Infermiere finge di fare il vaccino: sequestrati sette mesi di stipendio

30 Settembre 2022

Giovane aquilano dichiara di essersi immunizzato all’estero per lavorare in un ospedale nelle Marche Per la categoria c’è l’obbligo: «Azienda sanitaria indotta in errore». Sospeso dall’Ordine professionale

L’AQUILA. Sequestro degli stipendi e sospensione dall’esercizio dell’attività professionale per un infermiere no vax. L’operatore sanitario, un aquilano, iscritto all’Albo degli infermieri della provincia dell’Aquila, lavora alle dipendenze dell’Azienda sanitaria unica delle Marche (Asur).
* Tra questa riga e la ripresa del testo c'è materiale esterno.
use std::sync::Once;

use chrono::Utc;
use identity_sync::{SVIX_ID_HEADER, SVIX_SIGNATURE_HEADER, SVIX_TIMESTAMP_HEADER, Webhook};
use serde_json::json;
use tokio::task::JoinHandle;
use uuid::Uuid;

fn init_test_tracing() {
    static INIT: Once = Once::new();

    INIT.call_once(|| {
        tracing_subscriber::fmt()
            .with_env_filter(tracing_subscriber::EnvFilter::from_default_env())
            .with_test_writer()
            .try_init()
            .ok();
    });
}

/// Load `.env_test` before any configuration static is touched
fn load_test_environment() {
    static INIT: Once = Once::new();

    INIT.call_once(|| {
        init_test_tracing();
        if let Err(e) = dotenvy::from_filename(".env_test") {
            println!("Warning: Could not load .env_test file: {e}");
        }
    });
}

/// Webhook receiver running on an ephemeral local port
pub struct TestServer {
    server_handle: JoinHandle<()>,
    pub base_url: String,
    pub webhook: Webhook,
    client: reqwest::Client,
}

impl TestServer {
    pub async fn start() -> Result<Self, Box<dyn std::error::Error>> {
        load_test_environment();

        // Table creation is idempotent, so every server may run it
        identity_sync_axum::init().await?;

        let webhook = Webhook::from_env()?;
        let app = identity_sync_axum::identity_sync_router_no_trace(webhook.clone());

        let listener = tokio::net::TcpListener::bind("127.0.0.1:0").await?;
        let addr = listener.local_addr()?;

        let server_handle = tokio::spawn(async move {
            axum::serve(listener, app).await.ok();
        });

        Ok(Self {
            server_handle,
            base_url: format!("http://{addr}"),
            webhook,
            client: reqwest::Client::new(),
        })
    }

    pub fn webhook_url(&self) -> String {
        format!("{}{}", self.base_url, identity_sync_axum::WEBHOOK_ROUTE_PATH.as_str())
    }

    /// Post a body signed with the configured secret, as svix would deliver it
    pub async fn post_signed(&self, body: &str) -> reqwest::Response {
        let msg_id = format!("msg_{}", Uuid::new_v4().simple());
        let timestamp = Utc::now().timestamp();
        let signature = self
            .webhook
            .sign(&msg_id, timestamp, body.as_bytes())
            .expect("Failed to sign test delivery");

        self.post_with_headers(
            body,
            &[
                (SVIX_ID_HEADER, msg_id.as_str()),
                (SVIX_TIMESTAMP_HEADER, timestamp.to_string().as_str()),
                (SVIX_SIGNATURE_HEADER, signature.as_str()),
            ],
        )
        .await
    }

    pub async fn post_with_headers(
        &self,
        body: &str,
        headers: &[(&str, &str)],
    ) -> reqwest::Response {
        let mut request = self
            .client
            .post(self.webhook_url())
            .header("content-type", "application/json")
            .body(body.to_string());

        for (name, value) in headers {
            request = request.header(*name, *value);
        }

        request.send().await.expect("Failed to reach test server")
    }

    pub async fn shutdown(self) {
        self.server_handle.abort();
    }
}

/// Make the store fail every insert of `clerk_id`, through a SQLite trigger
///
/// Runs against the test database directly, after the users table exists.
pub async fn reject_inserts_for(clerk_id: &str) {
    let url = std::env::var("GENERIC_DATA_STORE_URL").expect("GENERIC_DATA_STORE_URL is set");
    let table_name = std::env::var("DB_TABLE_USERS").unwrap_or_else(|_| {
        format!(
            "{}users",
            std::env::var("DB_TABLE_PREFIX").unwrap_or_default()
        )
    });

    let pool = sqlx::SqlitePool::connect(&url)
        .await
        .expect("Failed to open the SQLite test database");
    sqlx::query(&format!(
        r#"
        CREATE TRIGGER IF NOT EXISTS reject_{clerk_id}
        BEFORE INSERT ON {table_name}
        WHEN NEW.clerk_id = '{clerk_id}'
        BEGIN
            SELECT RAISE(ABORT, 'insert rejected for {clerk_id}');
        END
        "#
    ))
    .execute(&pool)
    .await
    .expect("Failed to install reject trigger");
    pool.close().await;
}

/// A clerk id no other test run uses
pub fn unique_clerk_id(label: &str) -> String {
    format!("user_{label}_{}", Uuid::new_v4().simple())
}

pub fn user_event(kind: &str, clerk_id: &str, email: &str, first: &str, last: &str) -> String {
    json!({
        "type": kind,
        "object": "event",
        "data": {
            "id": clerk_id,
            "email_addresses": [{"id": "idn_1", "email_address": email}],
            "first_name": first,
            "last_name": last,
            "image_url": format!("https://img.clerk.com/{clerk_id}.png")
        }
    })
    .to_string()
}
//! Shared test initialization
//!
//! Every test that touches the user store calls [`init_test_environment`]
//! first so the environment is loaded and the users table exists.

use std::sync::Once;

/// Load `.env_test` once per process and make sure the users table exists
///
/// ```rust,ignore
/// use crate::test_utils::init_test_environment;
///
/// #[tokio::test]
/// async fn my_test() {
///     init_test_environment().await;
///     // ... test code that requires database access
/// }
/// ```
pub async fn init_test_environment() {
    static ENV_INIT: Once = Once::new();
    ENV_INIT.call_once(|| {
        if dotenvy::from_filename(".env_test").is_err() {
            dotenvy::dotenv().ok();
        }

        // Start every test process from an empty database file
        if let Some(db_path) = extract_sqlite_file_path() {
            let _ = std::fs::remove_file(&db_path);
        }
    });

    if let Err(e) = crate::userdb::UserStore::init().await {
        eprintln!("Warning: Failed to initialize UserStore: {e}");
    }
}

/// Make every insert of `clerk_id` into the users table fail
///
/// Installs a SQLite trigger, so store operations for that user return a storage error.
pub async fn reject_inserts_for(clerk_id: &str) {
    let store = crate::storage::GENERIC_DATA_STORE.lock().await;
    let pool = store
        .as_sqlite()
        .expect("Failure injection needs the SQLite test store");
    let table_name = crate::userdb::DB_TABLE_USERS.as_str();

    sqlx::query(&format!(
        r#"
        CREATE TRIGGER IF NOT EXISTS reject_{clerk_id}
        BEFORE INSERT ON {table_name}
        WHEN NEW.clerk_id = '{clerk_id}'
        BEGIN
            SELECT RAISE(ABORT, 'insert rejected for {clerk_id}');
        END
        "#
    ))
    .execute(pool)
    .await
    .expect("Failed to install reject trigger");
}

/// Extract the file path from a SQLite database URL
///
/// Returns None for in-memory databases and non-SQLite URLs.
fn extract_sqlite_file_path_from_url(url: &str) -> Option<String> {
    let path = url.strip_prefix("sqlite:")?;
    let path = path.strip_prefix("file:").unwrap_or(path);
    let path = path.strip_prefix("//").unwrap_or(path);
    let path = path.split('?').next()?;

    if path.is_empty() || path.contains(":memory:") {
        return None;
    }
    Some(path.to_string())
}

fn extract_sqlite_file_path() -> Option<String> {
    std::env::var("GENERIC_DATA_STORE_URL")
        .ok()
        .and_then(|url| extract_sqlite_file_path_from_url(&url))
}

#[cfg(test)]
mod tests {
    use super::*;

    #[test]
    fn test_extract_sqlite_file_path_from_url() {
        assert_eq!(
            extract_sqlite_file_path_from_url("sqlite:/tmp/test.db"),
            Some("/tmp/test.db".to_string())
        );
        assert_eq!(
            extract_sqlite_file_path_from_url("sqlite:./test.db"),
            Some("./test.db".to_string())
        );
        assert_eq!(
            extract_sqlite_file_path_from_url("sqlite:///tmp/test.db"),
            Some("/tmp/test.db".to_string())
        );
        assert_eq!(
            extract_sqlite_file_path_from_url("sqlite:file:/tmp/test.db?mode=rwc"),
            Some("/tmp/test.db".to_string())
        );
        assert_eq!(extract_sqlite_file_path_from_url("sqlite::memory:"), None);
        assert_eq!(
            extract_sqlite_file_path_from_url("sqlite:file::memory:?cache=shared"),
            None
        );
        assert_eq!(
            extract_sqlite_file_path_from_url("postgresql://localhost/test"),
            None
        );
        assert_eq!(extract_sqlite_file_path_from_url(""), None);
    }
}
//! Input/Output operations for glmselect

mod report;
mod table;

pub use report::{
    CoefficientReport, FitReport, IntervalReport, ModelReport, SearchReport, StepReport,
    StepwiseReport, TermInterval,
};
pub use self::table::{
    build_design, read_table, write_fit, write_intervals, write_json, write_selection,
    write_stepwise, DesignTable, NumericTable,
};
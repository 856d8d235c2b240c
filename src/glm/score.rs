//! Score vector and expected Fisher information
//!
//! Both weightings divide by the variance function, which the mean clamp
//! keeps strictly positive for every supported family. A zero-over-zero
//! weight can still arise from a flat link derivative; those entries drop
//! out of the sums rather than poisoning them.

use ndarray::{Array1, Array2, ArrayView1, ArrayView2, Zip};

/// Gradient of the negative log-likelihood kernel with respect to the
/// coefficients: `-X' (w .* (y - mu))` with `w = deriv / var`
pub fn score(
    x: ArrayView2<f64>,
    y: ArrayView1<f64>,
    mu: ArrayView1<f64>,
    deriv: ArrayView1<f64>,
    var: ArrayView1<f64>,
) -> Array1<f64> {
    let weighted_resid = Zip::from(y)
        .and(mu)
        .and(deriv)
        .and(var)
        .map_collect(|&yi, &mi, &di, &vi| {
            let w = di / vi;
            if w.is_nan() {
                0.0
            } else {
                w * (yi - mi)
            }
        });

    let p = x.ncols();
    let mut g = Array1::zeros(p);
    for j in 0..p {
        g[j] = -x.column(j).dot(&weighted_resid);
    }
    g
}

/// Expected information `X' W X` with `w = deriv^2 / var`
///
/// Only the upper triangle is computed; the lower is mirrored.
pub fn fisher_information(
    x: ArrayView2<f64>,
    deriv: ArrayView1<f64>,
    var: ArrayView1<f64>,
) -> Array2<f64> {
    let w = Zip::from(deriv).and(var).map_collect(|&di, &vi| {
        let w = di * di / vi;
        if w.is_nan() {
            0.0
        } else {
            w
        }
    });

    let p = x.ncols();
    let mut info = Array2::zeros((p, p));
    for i in 0..p {
        let weighted_col = &x.column(i) * &w;
        info[[i, i]] = weighted_col.dot(&x.column(i));
        for j in (i + 1)..p {
            let entry = weighted_col.dot(&x.column(j));
            info[[i, j]] = entry;
            info[[j, i]] = entry;
        }
    }
    info
}

#[cfg(test)]
mod tests {
    use super::*;
    use ndarray::array;

    #[test]
    fn test_score_zero_at_least_squares_solution() {
        // gaussian identity: deriv = 1, var = 1, so the score is -X'(y - X beta)
        let x = array![[1.0, 0.0], [1.0, 1.0], [1.0, 2.0], [1.0, 3.0]];
        let y = array![1.0, 3.0, 5.0, 7.0];
        // y = 1 + 2 * x1 exactly
        let mu = array![1.0, 3.0, 5.0, 7.0];
        let ones = Array1::ones(4);
        let g = score(x.view(), y.view(), mu.view(), ones.view(), ones.view());
        assert!(g[0].abs() < 1e-12);
        assert!(g[1].abs() < 1e-12);
    }

    #[test]
    fn test_score_direction() {
        // underestimated mean pulls coefficients up, so the gradient of the
        // minimized objective must be negative
        let x = array![[1.0], [1.0]];
        let y = array![2.0, 2.0];
        let mu = array![1.0, 1.0];
        let ones = Array1::ones(2);
        let g = score(x.view(), y.view(), mu.view(), ones.view(), ones.view());
        assert!(g[0] < 0.0);
        assert!((g[0] + 2.0).abs() < 1e-12);
    }

    #[test]
    fn test_information_identity_weights() {
        let x = array![[1.0, 2.0], [1.0, 0.5], [1.0, -1.0]];
        let ones = Array1::ones(3);
        let info = fisher_information(x.view(), ones.view(), ones.view());
        let xtx = x.t().dot(&x);
        for i in 0..2 {
            for j in 0..2 {
                assert!((info[[i, j]] - xtx[[i, j]]).abs() < 1e-12);
            }
        }
    }

    #[test]
    fn test_nan_weights_dropped() {
        let x = array![[1.0], [1.0]];
        let y = array![1.0, 5.0];
        let mu = array![1.0, 2.0];
        let deriv = array![0.0, 1.0];
        let var = array![0.0, 1.0];

        // first observation is 0/0 and must contribute nothing
        let g = score(x.view(), y.view(), mu.view(), deriv.view(), var.view());
        assert!((g[0] + 3.0).abs() < 1e-12);

        let info = fisher_information(x.view(), deriv.view(), var.view());
        assert!((info[[0, 0]] - 1.0).abs() < 1e-12);
    }

    #[test]
    fn test_information_symmetry() {
        let x = array![
            [1.0, 0.3, -0.2],
            [1.0, 1.1, 0.4],
            [1.0, -0.7, 2.0],
            [1.0, 0.0, 1.5]
        ];
        let deriv = array![0.5, 0.8, 0.3, 1.2];
        let var = array![1.1, 0.9, 2.0, 0.7];
        let info = fisher_information(x.view(), deriv.view(), var.view());
        for i in 0..3 {
            for j in 0..3 {
                assert!((info[[i, j]] - info[[j, i]]).abs() < 1e-15);
            }
        }
    }
}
Secondo quanto accertato dalla Digos ha falsamente attestato di essersi sottoposto al ciclo di vaccinazione contro il Covid-19, obbligatoria per tutto il personale sanitario che opera nelle strutture del territorio. In particolare, l’infermiere aquilano aveva dichiarato di essersi vaccinato all’estero, tuttavia come accertato dagli agenti della Divisione investigazioni generali e operazioni speciali dell’Aquila, non aveva mai lasciato l’Italia. Per questo, su disposizione della Procura del capoluogo, la Digos gli ha notificato il decreto di sequestro preventivo e la sospensione dall’esercizio dell’attività professionale. La somma sequestrata ammonta a circa 10mila euro, relativa a sette stipendi. L’attività di indagine è partita in seguito alla segnalazione effettuata dell’Ordine delle professioni infermieristiche dell’Aquila che ha permesso di riscontrare la falsità della documentazione prodotta dall’operatore sanitario. È emerso, infatti, che l’infermiere non si è mai sottoposto al ciclo vaccinale obbligatorio e che la certificazione presentata al datore di lavoro aveva lo scopo di indurre in errore l’azienda sanitaria presso cui presta servizio, la Asur Marche, al fine di evitare la sospensione dall’Albo professionale e la conseguente perdita degli emolumenti. Al termine dell’attività investigativa, la Procura ha richiesto e ottenuto il sequestro preventivo delle somme indebitamente percepite dall’infermiere, stando alle accuse, e l’applicazione nei suoi confronti della misura cautelare personale della sospensione dall’esercizio della professione infermieristica. Il procedimento è al suo inizio, precisano gli inquirenti, e le accuse mosse all’infermiere professionale, finora ritenute fondate dall’autorità giudiziaria, troveranno conferma o smentita nelle successive fasi della procedura. (f.d.m.)